Rep. Yvette Clarke (D-NY), along with fifty-two of her colleagues in the House of Representatives, has written a letter to Secretary of State Hillary Clinton urging the U.S. Administration to take immediate steps to address the dire conditions in the internally displaced persons (IDP) camps in Haiti. More than a year after the earthquake, almost a million people are still living in appalling conditions.

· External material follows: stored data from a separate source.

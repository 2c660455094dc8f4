//! Bridge and tunnel endpoint clients.
//!
//! Both modes attach the host veth to the uplink bridge and answer ARP for
//! the container's addresses with ebtables. They differ only in which MAC
//! those replies carry and whether the host keeps static neighbor entries
//! for container IPs; [`BridgeMode`] carries that difference.

use std::marker::PhantomData;
use std::net::IpAddr;
use std::sync::Arc;

use async_trait::async_trait;
use ipnet::IpNet;
use tether_common::{MacAddr, OperatingMode, TetherError, TetherResult, WellKnownAddresses};
use tracing::{debug, info};

use super::{EndpointClient, HostServices};
use crate::ebtables::{self, EbRule, EbtablesInterface, RuleAction};
use crate::netlink::NetlinkInterface;
use crate::netutils::NetworkUtils;
use crate::policy::{Operation, check, cleanup, enforce};
use crate::routes;
use crate::types::{EndpointInfo, EndpointRecord, ExternalInterface, NeighborOp, NeighborState};

/// Mode-specific behavior of a [`BridgeEndpointClient`].
pub trait BridgeMode: Send + Sync + 'static {
    /// Mode reported by the client.
    const MODE: OperatingMode;

    /// Whether the host pins a permanent neighbor entry per container IPv4 address.
    const INSTALLS_STATIC_NEIGHBORS: bool;

    /// MAC that ARP replies for the container's addresses resolve to.
    fn arp_reply_mac(container_mac: MacAddr, addrs: &WellKnownAddresses) -> MacAddr;
}

/// Plain bridging: ARP resolves to the container itself.
#[derive(Debug, Clone, Copy, Default)]
pub struct Bridged;

impl BridgeMode for Bridged {
    const MODE: OperatingMode = OperatingMode::Bridge;
    const INSTALLS_STATIC_NEIGHBORS: bool = true;

    fn arp_reply_mac(container_mac: MacAddr, _addrs: &WellKnownAddresses) -> MacAddr {
        container_mac
    }
}

/// Overlay mode: ARP resolves to the virtual MAC so the host hairpins
/// traffic, and the overlay handles next-hop resolution.
#[derive(Debug, Clone, Copy, Default)]
pub struct Tunneled;

impl BridgeMode for Tunneled {
    const MODE: OperatingMode = OperatingMode::Tunnel;
    const INSTALLS_STATIC_NEIGHBORS: bool = false;

    fn arp_reply_mac(_container_mac: MacAddr, addrs: &WellKnownAddresses) -> MacAddr {
        addrs.virtual_mac
    }
}

/// Endpoint client attaching containers behind the uplink bridge.
pub struct BridgeEndpointClient<M: BridgeMode> {
    bridge_name: String,
    host_primary_if_name: String,
    host_ip_addresses: Vec<IpNet>,
    host_veth_name: String,
    container_veth_name: String,
    container_mac: Option<MacAddr>,
    addresses: WellKnownAddresses,
    netlink: Arc<dyn NetlinkInterface>,
    ebtables: Arc<dyn EbtablesInterface>,
    utils: NetworkUtils,
    _mode: PhantomData<M>,
}

impl<M: BridgeMode> BridgeEndpointClient<M> {
    /// Create a client for one endpoint behind `external`.
    pub fn new(
        services: HostServices,
        external: &ExternalInterface,
        addresses: WellKnownAddresses,
        host_veth_name: impl Into<String>,
        container_veth_name: impl Into<String>,
    ) -> Self {
        Self {
            bridge_name: external.bridge_name.clone(),
            host_primary_if_name: external.name.clone(),
            host_ip_addresses: external.ip_addresses.clone(),
            host_veth_name: host_veth_name.into(),
            container_veth_name: container_veth_name.into(),
            container_mac: None,
            addresses,
            utils: NetworkUtils::new(Arc::clone(&services.netlink), services.exec),
            netlink: services.netlink,
            ebtables: services.ebtables,
            _mode: PhantomData,
        }
    }

    fn require_container_mac(&self) -> TetherResult<MacAddr> {
        self.container_mac.ok_or_else(|| TetherError::LinkMutation {
            name: self.container_veth_name.clone(),
            message: "container MAC not known; create the endpoint first".to_string(),
        })
    }

    async fn add_route_via_host_rules(&self, info: &EndpointInfo) -> TetherResult<()> {
        for ip in &info.ips_to_route_via_host {
            debug!(%ip, "Adding route-via-host redirect");
            let rule = EbRule::broute_redirect(*ip);
            let added = ebtables::append_if_absent(&*self.ebtables, &rule).await;
            check(Operation::AddRouteViaHost, added.map(drop))?;
        }
        Ok(())
    }

    async fn add_ipv6_config(
        &self,
        link: &dyn NetlinkInterface,
        info: &EndpointInfo,
    ) -> TetherResult<()> {
        debug!(if_name = %self.container_veth_name, "Adding IPv6 routes");

        let composed = routes::ipv6_routes(info, &self.host_ip_addresses, &self.addresses);
        if let Some(ipv6_routes) = enforce(Operation::AddIpv6Routes, composed)? {
            let installed =
                NetworkUtils::add_routes(link, &self.container_veth_name, &ipv6_routes).await;
            check(Operation::AddIpv6Routes, installed)?;
        }

        let gateway = routes::ipv6_gateway_neighbor(&self.container_veth_name, &self.addresses);
        check(
            Operation::AddIpv6Neighbor,
            link.set_or_remove_neighbor(&gateway, NeighborOp::Add, NeighborState::Permanent)
                .await,
        )
    }
}

#[async_trait]
impl<M: BridgeMode> EndpointClient for BridgeEndpointClient<M> {
    fn mode(&self) -> OperatingMode {
        M::MODE
    }

    fn host_if_name(&self) -> &str {
        &self.host_veth_name
    }

    fn container_if_name(&self) -> &str {
        &self.container_veth_name
    }

    fn container_mac(&self) -> Option<MacAddr> {
        self.container_mac
    }

    async fn add_endpoints(&mut self, _info: &EndpointInfo) -> TetherResult<()> {
        check(
            Operation::CreateVeth,
            self.utils
                .create_endpoint(&self.host_veth_name, &self.container_veth_name, None)
                .await,
        )?;

        let mac = self.netlink.hardware_address(&self.container_veth_name).await;
        if let Some(mac) = enforce(Operation::ReadContainerMac, mac)? {
            self.container_mac = Some(mac);
        }
        Ok(())
    }

    async fn add_endpoint_rules(&mut self, info: &EndpointInfo) -> TetherResult<()> {
        let container_mac = self.require_container_mac()?;
        let arp_mac = M::arp_reply_mac(container_mac, &self.addresses);

        debug!(host_veth = %self.host_veth_name, bridge = %self.bridge_name, "Setting link master");
        check(
            Operation::SetLinkMaster,
            self.netlink
                .set_link_master(&self.host_veth_name, &self.bridge_name)
                .await,
        )?;

        for addr in &info.ip_addresses {
            let ip = addr.addr();

            if let IpAddr::V4(v4) = ip {
                debug!(%ip, mac = %arp_mac, "Adding ARP reply");
                let rule = EbRule::arp_reply(v4, arp_mac);
                check(
                    Operation::AddArpReply,
                    self.ebtables.apply(&rule, RuleAction::Append).await,
                )?;
            }

            debug!(%ip, mac = %container_mac, "Adding MAC DNAT");
            let rule = EbRule::dnat_for_ip(&self.host_primary_if_name, ip, container_mac);
            check(
                Operation::AddDnat,
                self.ebtables.apply(&rule, RuleAction::Append).await,
            )?;

            if M::INSTALLS_STATIC_NEIGHBORS && ip.is_ipv4() {
                debug!(%ip, bridge = %self.bridge_name, "Adding static neighbor");
                let neighbor = routes::bridge_neighbor(&self.bridge_name, ip, Some(container_mac));
                check(
                    Operation::AddStaticNeighbor,
                    self.netlink
                        .set_or_remove_neighbor(&neighbor, NeighborOp::Add, NeighborState::Permanent)
                        .await,
                )?;
            }
        }

        self.add_route_via_host_rules(info).await?;

        debug!(host_veth = %self.host_veth_name, "Enabling hairpin");
        check(
            Operation::SetHairpin,
            self.netlink.set_link_hairpin(&self.host_veth_name, true).await,
        )
    }

    async fn move_endpoints_to_container_ns(&mut self, info: &EndpointInfo) -> TetherResult<()> {
        debug!(container_veth = %self.container_veth_name, netns = %info.netns, "Moving endpoint to namespace");
        check(
            Operation::MoveToNamespace,
            self.netlink
                .set_link_netns(&self.container_veth_name, &info.netns)
                .await,
        )
    }

    async fn setup_container_interfaces(&mut self, info: &EndpointInfo) -> TetherResult<()> {
        let link = self.netlink.in_namespace(&info.netns);
        check(
            Operation::RenameInterface,
            NetworkUtils::setup_container_interface(&*link, &self.container_veth_name, &info.if_name)
                .await,
        )?;
        self.container_veth_name = info.if_name.clone();
        Ok(())
    }

    async fn configure_container_interfaces_and_routes(
        &mut self,
        info: &EndpointInfo,
    ) -> TetherResult<()> {
        let link = self.netlink.in_namespace(&info.netns);

        check(
            Operation::AssignAddress,
            NetworkUtils::assign_ip_to_interface(&*link, &self.container_veth_name, &info.ip_addresses)
                .await,
        )?;
        check(
            Operation::AddRoute,
            NetworkUtils::add_routes(&*link, &self.container_veth_name, &info.routes).await,
        )?;

        if info.ipv6_enabled() {
            self.add_ipv6_config(&*link, info).await?;
        }

        info!(if_name = %self.container_veth_name, netns = %info.netns, "Container interface configured");
        Ok(())
    }

    async fn delete_endpoint_rules(&self, record: &EndpointRecord) {
        let arp_mac = M::arp_reply_mac(record.mac, &self.addresses);

        for addr in &record.ip_addresses {
            let ip = addr.addr();

            if let IpAddr::V4(v4) = ip {
                debug!(%ip, "Removing ARP reply");
                let rule = EbRule::arp_reply(v4, arp_mac);
                cleanup(
                    Operation::DeleteArpReply,
                    self.ebtables.apply(&rule, RuleAction::Delete).await,
                );
            }

            debug!(%ip, "Removing MAC DNAT");
            let rule = EbRule::dnat_for_ip(&self.host_primary_if_name, ip, record.mac);
            cleanup(
                Operation::DeleteDnat,
                self.ebtables.apply(&rule, RuleAction::Delete).await,
            );

            if M::INSTALLS_STATIC_NEIGHBORS && ip.is_ipv4() {
                debug!(%ip, bridge = %self.bridge_name, "Removing static neighbor");
                let neighbor = routes::bridge_neighbor(&self.bridge_name, ip, None);
                cleanup(
                    Operation::DeleteStaticNeighbor,
                    self.netlink
                        .set_or_remove_neighbor(&neighbor, NeighborOp::Remove, NeighborState::Incomplete)
                        .await,
                );
            }
        }
    }

    async fn delete_endpoints(&self, record: &EndpointRecord) -> TetherResult<()> {
        debug!(host_if = %record.host_if_name, "Deleting host veth");
        check(
            Operation::DeleteLink,
            self.netlink.delete_link(&record.host_if_name).await,
        )
    }
}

The letter raises concern about the following:

  • The lack of access to clean water, adequate shelter and sanitation.
  • Camp residents’ vulnerability to diseases such as cholera, which has killed more than 4,600 people since October.
  • The lack of security and the increase in rape and other forms of gender based violence.
  • The increasing number of IDPs who are forcibly evicted from camps with no other viable options for housing. One in four of all people living in these camps are threatened with forced eviction.

As Haiti faces another rainy season, which is fast approaching, people in these camps are especially vulnerable as conditions continue to deteriorate.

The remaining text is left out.